Directions: From the entries that follow, copy exactly the lines beginning at the line holding "fn map_transport_error(error: reqwest::Error)" and continuing through the line holding "callers, in characters.".

§

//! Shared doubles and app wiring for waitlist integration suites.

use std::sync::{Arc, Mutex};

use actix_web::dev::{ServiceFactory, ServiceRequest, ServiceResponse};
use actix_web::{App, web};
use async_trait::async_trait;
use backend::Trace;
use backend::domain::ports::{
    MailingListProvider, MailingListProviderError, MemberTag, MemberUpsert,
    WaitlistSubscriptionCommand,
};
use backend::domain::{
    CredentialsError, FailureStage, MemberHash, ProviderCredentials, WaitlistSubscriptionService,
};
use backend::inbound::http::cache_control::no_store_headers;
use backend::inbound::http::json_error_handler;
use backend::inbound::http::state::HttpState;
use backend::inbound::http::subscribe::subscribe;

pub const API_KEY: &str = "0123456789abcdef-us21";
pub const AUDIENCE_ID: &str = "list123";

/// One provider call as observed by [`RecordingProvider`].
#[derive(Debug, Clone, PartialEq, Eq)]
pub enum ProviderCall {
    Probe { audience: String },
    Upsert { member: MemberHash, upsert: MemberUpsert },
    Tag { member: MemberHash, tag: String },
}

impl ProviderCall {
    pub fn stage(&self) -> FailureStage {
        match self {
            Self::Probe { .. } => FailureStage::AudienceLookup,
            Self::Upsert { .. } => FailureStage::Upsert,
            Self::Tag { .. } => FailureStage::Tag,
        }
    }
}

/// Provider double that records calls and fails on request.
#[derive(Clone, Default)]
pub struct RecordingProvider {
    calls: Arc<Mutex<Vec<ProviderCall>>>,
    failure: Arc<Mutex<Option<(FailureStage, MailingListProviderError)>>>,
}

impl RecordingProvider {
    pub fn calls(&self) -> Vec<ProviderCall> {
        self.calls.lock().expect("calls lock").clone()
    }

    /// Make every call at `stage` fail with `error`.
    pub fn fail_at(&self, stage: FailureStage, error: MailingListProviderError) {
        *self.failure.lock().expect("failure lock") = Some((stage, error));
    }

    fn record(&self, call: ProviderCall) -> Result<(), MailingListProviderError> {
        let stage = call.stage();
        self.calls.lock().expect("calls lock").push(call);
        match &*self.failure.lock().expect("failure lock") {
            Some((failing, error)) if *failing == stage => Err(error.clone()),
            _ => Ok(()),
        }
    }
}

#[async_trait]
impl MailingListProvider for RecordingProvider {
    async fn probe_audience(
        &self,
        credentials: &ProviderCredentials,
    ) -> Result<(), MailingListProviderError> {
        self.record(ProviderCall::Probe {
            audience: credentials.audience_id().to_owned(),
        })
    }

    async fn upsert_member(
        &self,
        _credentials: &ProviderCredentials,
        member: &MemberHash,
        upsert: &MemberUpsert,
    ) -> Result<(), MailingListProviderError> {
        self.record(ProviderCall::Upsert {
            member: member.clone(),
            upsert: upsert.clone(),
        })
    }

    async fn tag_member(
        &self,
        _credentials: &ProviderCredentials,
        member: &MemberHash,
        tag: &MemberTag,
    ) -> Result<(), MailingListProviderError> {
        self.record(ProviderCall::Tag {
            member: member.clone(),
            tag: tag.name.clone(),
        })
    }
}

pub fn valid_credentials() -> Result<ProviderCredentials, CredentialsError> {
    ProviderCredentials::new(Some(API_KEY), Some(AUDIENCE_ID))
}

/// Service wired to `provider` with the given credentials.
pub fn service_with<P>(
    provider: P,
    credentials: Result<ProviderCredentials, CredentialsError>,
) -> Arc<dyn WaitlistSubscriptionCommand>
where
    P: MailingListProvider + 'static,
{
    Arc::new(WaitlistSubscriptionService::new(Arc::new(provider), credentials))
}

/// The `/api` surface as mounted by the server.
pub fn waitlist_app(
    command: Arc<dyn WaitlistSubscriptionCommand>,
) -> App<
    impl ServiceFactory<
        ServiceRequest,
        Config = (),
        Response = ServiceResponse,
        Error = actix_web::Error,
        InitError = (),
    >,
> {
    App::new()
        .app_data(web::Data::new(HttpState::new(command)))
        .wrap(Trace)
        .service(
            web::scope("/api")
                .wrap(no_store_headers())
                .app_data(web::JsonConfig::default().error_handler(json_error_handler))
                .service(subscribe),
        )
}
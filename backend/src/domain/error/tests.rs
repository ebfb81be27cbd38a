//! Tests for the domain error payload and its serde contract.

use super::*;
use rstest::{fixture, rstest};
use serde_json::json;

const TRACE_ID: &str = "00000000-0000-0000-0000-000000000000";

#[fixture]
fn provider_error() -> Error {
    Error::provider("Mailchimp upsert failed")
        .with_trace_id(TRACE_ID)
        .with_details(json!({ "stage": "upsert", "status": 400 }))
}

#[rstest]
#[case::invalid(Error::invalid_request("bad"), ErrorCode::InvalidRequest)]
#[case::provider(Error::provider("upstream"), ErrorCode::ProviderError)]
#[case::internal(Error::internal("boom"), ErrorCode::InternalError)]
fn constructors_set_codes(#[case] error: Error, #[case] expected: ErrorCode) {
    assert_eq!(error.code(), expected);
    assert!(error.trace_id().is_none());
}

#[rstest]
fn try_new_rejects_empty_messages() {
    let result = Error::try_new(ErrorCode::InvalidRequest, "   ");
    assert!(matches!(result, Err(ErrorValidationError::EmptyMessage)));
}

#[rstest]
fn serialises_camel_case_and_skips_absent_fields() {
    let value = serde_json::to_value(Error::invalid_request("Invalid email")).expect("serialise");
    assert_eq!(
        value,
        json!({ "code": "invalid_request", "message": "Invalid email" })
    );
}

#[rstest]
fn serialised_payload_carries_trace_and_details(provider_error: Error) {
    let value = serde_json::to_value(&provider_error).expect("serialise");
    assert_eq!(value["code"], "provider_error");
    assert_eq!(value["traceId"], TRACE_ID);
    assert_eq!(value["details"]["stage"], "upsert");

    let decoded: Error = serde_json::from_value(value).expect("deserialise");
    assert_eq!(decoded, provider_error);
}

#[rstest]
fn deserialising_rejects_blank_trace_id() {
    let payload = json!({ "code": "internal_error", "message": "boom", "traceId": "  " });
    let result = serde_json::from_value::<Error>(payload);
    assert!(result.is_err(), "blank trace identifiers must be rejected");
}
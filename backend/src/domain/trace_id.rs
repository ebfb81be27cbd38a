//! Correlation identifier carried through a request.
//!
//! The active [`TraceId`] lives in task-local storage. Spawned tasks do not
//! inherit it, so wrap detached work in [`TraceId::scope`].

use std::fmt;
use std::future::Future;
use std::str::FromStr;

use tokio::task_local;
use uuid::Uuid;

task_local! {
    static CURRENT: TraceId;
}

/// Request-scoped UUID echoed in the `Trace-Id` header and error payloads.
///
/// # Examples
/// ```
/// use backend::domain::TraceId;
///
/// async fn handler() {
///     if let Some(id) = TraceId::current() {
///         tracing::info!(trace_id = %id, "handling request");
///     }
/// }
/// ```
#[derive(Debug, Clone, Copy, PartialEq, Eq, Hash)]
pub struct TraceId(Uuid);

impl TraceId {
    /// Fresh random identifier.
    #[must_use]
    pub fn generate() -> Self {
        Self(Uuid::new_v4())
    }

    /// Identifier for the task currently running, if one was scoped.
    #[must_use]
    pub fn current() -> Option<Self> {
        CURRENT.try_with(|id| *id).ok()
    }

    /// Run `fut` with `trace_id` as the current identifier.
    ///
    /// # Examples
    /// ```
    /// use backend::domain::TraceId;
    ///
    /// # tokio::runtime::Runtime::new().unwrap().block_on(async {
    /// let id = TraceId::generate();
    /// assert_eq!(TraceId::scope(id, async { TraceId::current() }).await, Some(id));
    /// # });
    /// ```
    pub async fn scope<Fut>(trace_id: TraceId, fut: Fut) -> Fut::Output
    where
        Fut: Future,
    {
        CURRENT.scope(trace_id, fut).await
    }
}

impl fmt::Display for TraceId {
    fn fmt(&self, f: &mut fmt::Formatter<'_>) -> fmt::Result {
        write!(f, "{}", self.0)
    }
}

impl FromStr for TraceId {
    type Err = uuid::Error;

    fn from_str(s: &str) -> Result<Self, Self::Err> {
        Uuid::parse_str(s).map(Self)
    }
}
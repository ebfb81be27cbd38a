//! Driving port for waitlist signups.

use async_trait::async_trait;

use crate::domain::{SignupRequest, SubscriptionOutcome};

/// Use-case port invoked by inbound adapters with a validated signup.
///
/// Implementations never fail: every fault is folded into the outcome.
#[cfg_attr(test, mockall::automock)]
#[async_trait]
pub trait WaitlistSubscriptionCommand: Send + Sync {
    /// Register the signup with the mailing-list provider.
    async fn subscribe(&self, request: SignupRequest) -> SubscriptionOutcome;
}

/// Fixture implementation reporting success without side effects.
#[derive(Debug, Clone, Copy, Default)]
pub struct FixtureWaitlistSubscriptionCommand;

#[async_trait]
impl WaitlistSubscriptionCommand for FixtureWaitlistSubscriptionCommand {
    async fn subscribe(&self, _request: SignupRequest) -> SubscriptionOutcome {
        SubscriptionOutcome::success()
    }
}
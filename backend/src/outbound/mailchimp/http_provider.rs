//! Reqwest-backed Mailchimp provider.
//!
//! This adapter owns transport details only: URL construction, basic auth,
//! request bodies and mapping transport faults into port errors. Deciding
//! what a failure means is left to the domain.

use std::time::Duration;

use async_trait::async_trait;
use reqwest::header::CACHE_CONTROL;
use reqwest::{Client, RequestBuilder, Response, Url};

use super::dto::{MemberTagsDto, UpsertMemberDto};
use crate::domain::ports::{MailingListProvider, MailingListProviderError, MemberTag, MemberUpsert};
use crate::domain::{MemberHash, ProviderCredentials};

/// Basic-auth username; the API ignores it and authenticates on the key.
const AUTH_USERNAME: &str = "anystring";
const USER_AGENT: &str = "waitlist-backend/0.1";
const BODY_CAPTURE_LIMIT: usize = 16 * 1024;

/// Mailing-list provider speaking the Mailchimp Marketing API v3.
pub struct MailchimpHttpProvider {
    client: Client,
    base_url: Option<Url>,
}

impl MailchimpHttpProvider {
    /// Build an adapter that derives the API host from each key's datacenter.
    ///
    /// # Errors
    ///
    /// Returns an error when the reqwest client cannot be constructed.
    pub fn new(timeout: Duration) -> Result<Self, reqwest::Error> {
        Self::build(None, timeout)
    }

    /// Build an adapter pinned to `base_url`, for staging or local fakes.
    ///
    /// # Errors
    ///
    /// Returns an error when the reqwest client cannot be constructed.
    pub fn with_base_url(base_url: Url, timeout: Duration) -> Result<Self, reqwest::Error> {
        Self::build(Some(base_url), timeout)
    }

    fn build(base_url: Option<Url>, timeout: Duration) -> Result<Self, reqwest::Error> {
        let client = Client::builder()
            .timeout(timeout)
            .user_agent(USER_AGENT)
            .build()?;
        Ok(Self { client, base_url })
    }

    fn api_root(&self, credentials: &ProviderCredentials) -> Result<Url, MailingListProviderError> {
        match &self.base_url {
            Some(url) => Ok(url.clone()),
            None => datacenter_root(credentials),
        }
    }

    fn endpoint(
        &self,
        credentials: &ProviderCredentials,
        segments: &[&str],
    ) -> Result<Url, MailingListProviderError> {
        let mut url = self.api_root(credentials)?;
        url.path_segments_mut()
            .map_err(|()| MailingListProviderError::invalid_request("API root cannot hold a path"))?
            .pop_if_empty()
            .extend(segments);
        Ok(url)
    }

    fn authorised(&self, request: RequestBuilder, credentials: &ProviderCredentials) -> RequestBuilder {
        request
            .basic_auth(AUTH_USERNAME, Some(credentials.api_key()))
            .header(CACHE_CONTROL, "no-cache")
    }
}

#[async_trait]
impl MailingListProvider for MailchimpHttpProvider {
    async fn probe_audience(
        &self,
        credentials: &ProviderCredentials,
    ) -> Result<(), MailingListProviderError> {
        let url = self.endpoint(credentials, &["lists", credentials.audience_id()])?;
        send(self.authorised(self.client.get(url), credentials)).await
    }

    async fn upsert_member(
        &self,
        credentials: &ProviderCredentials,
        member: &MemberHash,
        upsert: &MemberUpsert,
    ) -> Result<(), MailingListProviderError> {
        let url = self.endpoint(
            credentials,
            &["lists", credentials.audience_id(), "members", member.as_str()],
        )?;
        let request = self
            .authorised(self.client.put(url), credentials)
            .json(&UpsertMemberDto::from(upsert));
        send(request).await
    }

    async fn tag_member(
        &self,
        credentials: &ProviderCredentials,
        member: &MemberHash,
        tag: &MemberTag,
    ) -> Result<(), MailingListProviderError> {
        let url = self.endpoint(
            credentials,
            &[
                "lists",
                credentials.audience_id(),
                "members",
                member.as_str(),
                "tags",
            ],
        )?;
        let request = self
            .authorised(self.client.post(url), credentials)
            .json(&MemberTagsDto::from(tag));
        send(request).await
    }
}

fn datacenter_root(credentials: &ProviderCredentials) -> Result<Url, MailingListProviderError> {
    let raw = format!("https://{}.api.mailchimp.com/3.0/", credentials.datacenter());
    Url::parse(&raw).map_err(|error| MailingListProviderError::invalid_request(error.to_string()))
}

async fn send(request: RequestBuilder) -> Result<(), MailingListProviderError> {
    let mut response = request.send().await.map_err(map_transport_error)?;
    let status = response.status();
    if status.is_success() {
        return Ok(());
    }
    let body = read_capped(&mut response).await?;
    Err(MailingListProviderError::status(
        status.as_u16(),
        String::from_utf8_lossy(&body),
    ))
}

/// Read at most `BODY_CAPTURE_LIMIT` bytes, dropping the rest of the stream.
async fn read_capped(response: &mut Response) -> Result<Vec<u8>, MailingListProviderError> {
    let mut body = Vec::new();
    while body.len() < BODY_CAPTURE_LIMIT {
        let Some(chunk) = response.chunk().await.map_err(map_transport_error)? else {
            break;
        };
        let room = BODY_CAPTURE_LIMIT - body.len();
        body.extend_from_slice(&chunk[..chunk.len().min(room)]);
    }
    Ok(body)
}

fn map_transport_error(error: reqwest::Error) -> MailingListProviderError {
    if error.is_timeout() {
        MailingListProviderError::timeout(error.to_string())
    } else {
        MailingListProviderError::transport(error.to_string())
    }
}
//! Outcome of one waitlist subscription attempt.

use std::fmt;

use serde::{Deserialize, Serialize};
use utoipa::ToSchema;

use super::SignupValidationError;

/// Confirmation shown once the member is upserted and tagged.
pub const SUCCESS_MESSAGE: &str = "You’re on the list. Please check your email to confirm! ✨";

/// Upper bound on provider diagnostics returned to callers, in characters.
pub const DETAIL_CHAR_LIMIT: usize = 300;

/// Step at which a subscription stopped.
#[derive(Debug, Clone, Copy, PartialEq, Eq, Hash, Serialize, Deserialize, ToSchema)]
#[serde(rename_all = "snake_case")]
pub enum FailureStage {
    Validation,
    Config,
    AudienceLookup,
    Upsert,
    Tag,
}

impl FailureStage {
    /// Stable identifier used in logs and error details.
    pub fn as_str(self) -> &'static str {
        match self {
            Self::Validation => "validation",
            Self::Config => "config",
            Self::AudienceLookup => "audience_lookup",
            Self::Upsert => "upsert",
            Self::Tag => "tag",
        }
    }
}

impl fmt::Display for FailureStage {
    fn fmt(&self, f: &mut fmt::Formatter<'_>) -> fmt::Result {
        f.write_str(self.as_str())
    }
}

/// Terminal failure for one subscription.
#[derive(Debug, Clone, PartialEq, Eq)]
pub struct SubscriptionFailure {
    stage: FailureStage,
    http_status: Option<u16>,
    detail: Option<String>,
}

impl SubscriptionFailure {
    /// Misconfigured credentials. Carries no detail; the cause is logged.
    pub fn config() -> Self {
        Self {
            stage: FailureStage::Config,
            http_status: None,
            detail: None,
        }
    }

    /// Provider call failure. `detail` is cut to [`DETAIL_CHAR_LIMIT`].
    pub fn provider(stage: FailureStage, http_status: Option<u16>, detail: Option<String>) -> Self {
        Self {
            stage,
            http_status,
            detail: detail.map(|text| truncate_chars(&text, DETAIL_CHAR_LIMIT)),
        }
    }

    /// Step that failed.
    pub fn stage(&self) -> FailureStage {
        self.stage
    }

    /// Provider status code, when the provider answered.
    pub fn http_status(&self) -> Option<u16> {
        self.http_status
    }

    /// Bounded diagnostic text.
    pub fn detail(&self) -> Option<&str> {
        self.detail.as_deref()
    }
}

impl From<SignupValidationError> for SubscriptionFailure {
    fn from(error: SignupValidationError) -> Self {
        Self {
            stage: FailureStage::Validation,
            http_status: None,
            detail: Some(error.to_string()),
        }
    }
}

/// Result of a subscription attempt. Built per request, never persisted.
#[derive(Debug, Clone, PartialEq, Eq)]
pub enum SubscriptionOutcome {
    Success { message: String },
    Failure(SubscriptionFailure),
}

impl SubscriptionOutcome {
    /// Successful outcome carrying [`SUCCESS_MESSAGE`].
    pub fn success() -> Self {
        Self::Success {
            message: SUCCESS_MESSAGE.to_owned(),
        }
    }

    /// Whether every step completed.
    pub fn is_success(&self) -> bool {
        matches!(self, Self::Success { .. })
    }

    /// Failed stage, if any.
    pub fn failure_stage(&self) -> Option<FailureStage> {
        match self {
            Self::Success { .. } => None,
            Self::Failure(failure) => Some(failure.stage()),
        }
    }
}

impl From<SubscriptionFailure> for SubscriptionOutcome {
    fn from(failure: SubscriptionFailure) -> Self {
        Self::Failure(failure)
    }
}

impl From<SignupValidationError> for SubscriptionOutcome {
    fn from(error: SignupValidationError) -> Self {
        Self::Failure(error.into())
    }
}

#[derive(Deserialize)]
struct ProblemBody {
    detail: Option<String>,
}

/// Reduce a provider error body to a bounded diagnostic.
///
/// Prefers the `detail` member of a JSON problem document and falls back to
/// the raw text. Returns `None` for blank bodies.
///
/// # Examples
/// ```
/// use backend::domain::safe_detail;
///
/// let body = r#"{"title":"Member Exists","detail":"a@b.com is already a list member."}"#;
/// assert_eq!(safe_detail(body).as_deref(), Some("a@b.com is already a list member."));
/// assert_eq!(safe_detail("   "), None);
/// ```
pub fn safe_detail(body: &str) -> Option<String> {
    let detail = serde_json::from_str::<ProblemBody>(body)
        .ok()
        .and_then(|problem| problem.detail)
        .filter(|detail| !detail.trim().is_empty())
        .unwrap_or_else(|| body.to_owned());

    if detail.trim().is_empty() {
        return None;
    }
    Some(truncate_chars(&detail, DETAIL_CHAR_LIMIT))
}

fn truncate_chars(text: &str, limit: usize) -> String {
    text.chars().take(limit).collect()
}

§

Exercise answer:
fn map_transport_error(error: reqwest::Error) -> MailingListProviderError {
    if error.is_timeout() {
        MailingListProviderError::timeout(error.to_string())
    } else {
        MailingListProviderError::transport(error.to_string())
    }
}
//! Outcome of one waitlist subscription attempt.

use std::fmt;

use serde::{Deserialize, Serialize};
use utoipa::ToSchema;

use super::SignupValidationError;

/// Confirmation shown once the member is upserted and tagged.
pub const SUCCESS_MESSAGE: &str = "You’re on the list. Please check your email to confirm! ✨";

/// Upper bound on provider diagnostics returned to callers, in characters.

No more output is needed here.